Celia Jane Rochester, take your nose out of your book and meet Beautiful People. Beautiful People from June 2011, this is Celia.
Enough with the introductions and polite chit-chat, I'm on a Half NaNo schedule here. Let's cut to the chase.
What kind of music does she like?
Celia's not the kind of person who will turn on the Victrola of her own accord, but she doesn't mind listening when another member of the family has a record blaring. By proxy, she enjoys classical music (particularly Beethoven) and Broadway showtunes (except when Francie is singing them in the shower).

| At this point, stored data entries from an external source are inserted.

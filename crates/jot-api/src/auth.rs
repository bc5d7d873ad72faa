use std::sync::Arc;
use std::time::Duration;

use serde::Deserialize;
use tracing::debug;

use jot_db::Database;
use jot_push::notifier::Notifier;
use jot_push::registry::Registry;

use crate::error::ApiError;

pub type AppState = Arc<AppStateInner>;

pub struct AppStateInner {
    pub db: Arc<Database>,
    pub registry: Registry,
    pub notifier: Notifier,
    pub verifier: Verifier,
    pub stream_ttl: Duration,
}

/// A verified user identity, as reported by the identity provider.
#[derive(Debug, Clone)]
pub struct Identity {
    pub user_id: String,
    pub email: Option<String>,
}

/// Shape of the provider's tokeninfo response. `sub` is the stable
/// user id; everything else is ignored.
#[derive(Debug, Deserialize)]
struct TokenInfo {
    sub: String,
    email: Option<String>,
}

/// Delegates credential verification to the external identity provider
/// (Google's OAuth2 tokeninfo endpoint in production). The URL is
/// injected so tests can point it at an in-process stub.
#[derive(Clone)]
pub struct Verifier {
    tokeninfo_url: String,
    client: reqwest::Client,
}

impl Verifier {
    pub fn new(tokeninfo_url: String) -> Self {
        Self {
            tokeninfo_url,
            client: reqwest::Client::new(),
        }
    }

    /// Exchange a bearer access token for a verified identity. Any
    /// provider-side rejection or transport failure is an auth error;
    /// nothing about the provider's response is trusted beyond `sub`.
    pub async fn verify(&self, token: &str) -> Result<Identity, ApiError> {
        let response = self
            .client
            .get(&self.tokeninfo_url)
            .query(&[("access_token", token)])
            .send()
            .await
            .map_err(|e| {
                debug!("tokeninfo request failed: {e}");
                ApiError::Auth("Invalid access token".into())
            })?;

        if !response.status().is_success() {
            return Err(ApiError::Auth("Invalid access token".into()));
        }

        let info: TokenInfo = response
            .json()
            .await
            .map_err(|_| ApiError::Auth("Invalid access token".into()))?;

        Ok(Identity {
            user_id: info.sub,
            email: info.email,
        })
    }
}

Does she like to go outside?
Of course. Reading in trees is great fun. Oh, you meant doing outside things like running around? Well, sure, she likes all that too, but though the pleasures of kickball have some charms for her, she should infinitely prefer a book.
Is she naturally curious?
Very. Sometimes too much for her own good. She tends to ask too many questions of perfect strangers and get Looks from Certain Older Sisters.
Right, or left handed?
Right handed. And she's thirteen-and-three-quarters. That was not part of the question, I know, but I felt the need to stick her age in somewhere--knowing how old people are is important, she'll tell you--and this seemed as good a place as any.

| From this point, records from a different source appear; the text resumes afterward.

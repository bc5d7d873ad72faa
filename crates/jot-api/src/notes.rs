use axum::{
    Extension, Json,
    extract::{Path, State},
    http::StatusCode,
    response::IntoResponse,
};
use chrono::Utc;
use uuid::Uuid;

use jot_types::api::{CreateNoteRequest, DeleteResponse, UpdateNoteRequest};

use crate::auth::{AppState, Identity};
use crate::error::ApiError;

/// POST /notes — create a note. A reminder that is already past when
/// the note lands is delivered immediately rather than waiting for the
/// next scanner tick.
pub async fn create_note(
    State(state): State<AppState>,
    Extension(identity): Extension<Identity>,
    Json(req): Json<CreateNoteRequest>,
) -> Result<impl IntoResponse, ApiError> {
    if req.title.trim().is_empty() {
        return Err(ApiError::Validation("title must not be empty".into()));
    }

    let note = state
        .db
        .insert_note(&identity.user_id, &req.title, &req.body, req.remind_at)?;

    if note.is_due(Utc::now()) {
        // best effort: a failed mark stays pending and the scanner retries
        state.notifier.deliver_due_logged(&note);
    }

    Ok((StatusCode::CREATED, Json(note)))
}

/// GET /notes — the caller's notes, newest first.
pub async fn list_notes(
    State(state): State<AppState>,
    Extension(identity): Extension<Identity>,
) -> Result<impl IntoResponse, ApiError> {
    let notes = state.db.list_notes(&identity.user_id)?;
    Ok(Json(notes))
}

/// GET /notes/{id} — a note owned by someone else is a 404, never a 403.
pub async fn get_note(
    State(state): State<AppState>,
    Extension(identity): Extension<Identity>,
    Path(id): Path<Uuid>,
) -> Result<impl IntoResponse, ApiError> {
    let note = state
        .db
        .get_note(id, &identity.user_id)?
        .ok_or(ApiError::NotFound)?;
    Ok(Json(note))
}

/// PUT /notes/{id} — partial update of title/body/remindAt. Delivery
/// state is not editable; a delivered note whose reminder is moved back
/// into the past stays delivered (one-shot reminders).
pub async fn update_note(
    State(state): State<AppState>,
    Extension(identity): Extension<Identity>,
    Path(id): Path<Uuid>,
    Json(patch): Json<UpdateNoteRequest>,
) -> Result<impl IntoResponse, ApiError> {
    let note = if patch.is_empty() {
        state.db.get_note(id, &identity.user_id)?
    } else {
        state.db.update_note(id, &identity.user_id, &patch)?
    };

    let note = note.ok_or(ApiError::NotFound)?;
    Ok(Json(note))
}

/// DELETE /notes/{id}
pub async fn delete_note(
    State(state): State<AppState>,
    Extension(identity): Extension<Identity>,
    Path(id): Path<Uuid>,
) -> Result<impl IntoResponse, ApiError> {
    if !state.db.delete_note(id, &identity.user_id)? {
        return Err(ApiError::NotFound);
    }
    Ok(Json(DeleteResponse {
        message: "Note deleted".into(),
    }))
}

Pink, in all its shades and forms.
Where is she from?
Cedar Lake, Michigan, a tiny lake town (do tell!) which can hardly be called a town--it's more of a village. Its extremely boring and commonplace name is one of Celia's pet peeves. She has never been to Kalamazoo in the same state, but she has always held that that name is far more of a sit-up-and-take-notice kind.

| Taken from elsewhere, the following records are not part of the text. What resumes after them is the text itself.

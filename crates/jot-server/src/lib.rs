use std::sync::Arc;
use std::time::Duration;

use axum::{
    Router, middleware,
    routing::{delete, get, post, put},
};
use tower_http::cors::CorsLayer;
use tower_http::trace::TraceLayer;

use jot_api::auth::{AppState, AppStateInner, Verifier};
use jot_api::middleware::require_auth;
use jot_api::{notes, notifications};
use jot_db::Database;
use jot_push::notifier::Notifier;
use jot_push::registry::Registry;

pub const GOOGLE_TOKENINFO_URL: &str = "https://www.googleapis.com/oauth2/v3/tokeninfo";

#[derive(Debug, Clone)]
pub struct Config {
    pub host: String,
    pub port: u16,
    pub db_path: String,
    pub tokeninfo_url: String,
    pub scan_interval: Duration,
    pub stream_ttl: Duration,
    pub cors_origins: Vec<String>,
}

impl Config {
    pub fn from_env() -> anyhow::Result<Self> {
        Ok(Self {
            host: std::env::var("JOT_HOST").unwrap_or_else(|_| "0.0.0.0".into()),
            port: std::env::var("JOT_PORT")
                .unwrap_or_else(|_| "8080".into())
                .parse()?,
            db_path: std::env::var("JOT_DB_PATH").unwrap_or_else(|_| "jot.db".into()),
            tokeninfo_url: std::env::var("JOT_TOKENINFO_URL")
                .unwrap_or_else(|_| GOOGLE_TOKENINFO_URL.into()),
            scan_interval: Duration::from_secs(
                std::env::var("JOT_SCAN_INTERVAL_SECS")
                    .unwrap_or_else(|_| "5".into())
                    .parse()?,
            ),
            stream_ttl: Duration::from_secs(
                std::env::var("JOT_STREAM_TTL_SECS")
                    .unwrap_or_else(|_| "20".into())
                    .parse()?,
            ),
            cors_origins: std::env::var("JOT_CORS_ORIGINS")
                .map(|v| {
                    v.split(',')
                        .map(str::trim)
                        .filter(|s| !s.is_empty())
                        .map(String::from)
                        .collect()
                })
                .unwrap_or_default(),
        })
    }
}

/// Assemble the shared state. The registry and notifier are explicit
/// instances with no global fallback, so tests can build as many
/// isolated stacks as they like.
pub fn build_state(
    db: Arc<Database>,
    verifier: Verifier,
    stream_ttl: Duration,
) -> (AppState, Registry, Notifier) {
    let registry = Registry::new();
    let notifier = Notifier::new(registry.clone(), db.clone());

    let state: AppState = Arc::new(AppStateInner {
        db,
        registry: registry.clone(),
        notifier: notifier.clone(),
        verifier,
        stream_ttl,
    });

    (state, registry, notifier)
}

pub fn app(state: AppState, cors: CorsLayer) -> Router {
    let protected_routes = Router::new()
        .route("/notes", post(notes::create_note))
        .route("/notes", get(notes::list_notes))
        .route("/notes/{id}", get(notes::get_note))
        .route("/notes/{id}", put(notes::update_note))
        .route("/notes/{id}", delete(notes::delete_note))
        .layer(middleware::from_fn_with_state(state.clone(), require_auth))
        .with_state(state.clone());

    // The stream does its own opening-state auth (query-param tokens).
    let stream_route = Router::new()
        .route("/notifications/stream", get(notifications::stream))
        .with_state(state);

    Router::new()
        .merge(protected_routes)
        .merge(stream_route)
        .layer(cors)
        .layer(TraceLayer::new_for_http())
}

pub fn cors_layer(origins: &[String]) -> anyhow::Result<CorsLayer> {
    if origins.is_empty() {
        return Ok(CorsLayer::permissive());
    }

    let parsed = origins
        .iter()
        .map(|o| o.parse())
        .collect::<Result<Vec<axum::http::HeaderValue>, _>>()?;

    Ok(CorsLayer::new()
        .allow_origin(parsed)
        .allow_methods(tower_http::cors::Any)
        .allow_headers(tower_http::cors::Any))
}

There are certain people she dislikes, but she doesn't have any enemies to speak of. She and her cousin Sylvia have some real spats during the course of the story, however.
What are her quirks?
She likes peanut butter and jelly. On pumpernickel bread. With lettuce. It's her favorite sandwich, partly because she likes the taste, but partly because she gets intense enjoyment out of making the rest of her family gag. Oh, and she's good at playing practical jokes. Very good indeed.
What kinds of things get on her nerves?
Getting up too early. Oh, she hates that. And being asked to read picture books out loud at the breakfast table when it's all she can do to keep her face out of her cereal.
Arguing with a four-year-old, Sylvia decided, was something best not done before breakfast. “How about we make some oatmeal together?”
Patsy’s head popped up and an impish smirk popped out. “How about not?”
Sylvia sighed. “Don’t you like oatmeal?”
“How about not?” Patsy repeated.
Celia stumbled into the kitchen and then into a chair, huffing sleepily. “She’s playing the ‘how about’ game again. It’s too early, Patsycakes.”
Is she independent, or does she need others to help out?
Celia would tell you that she's an independent person, but in reality she needs a hand now and then. Now and then a lot. Don't we all?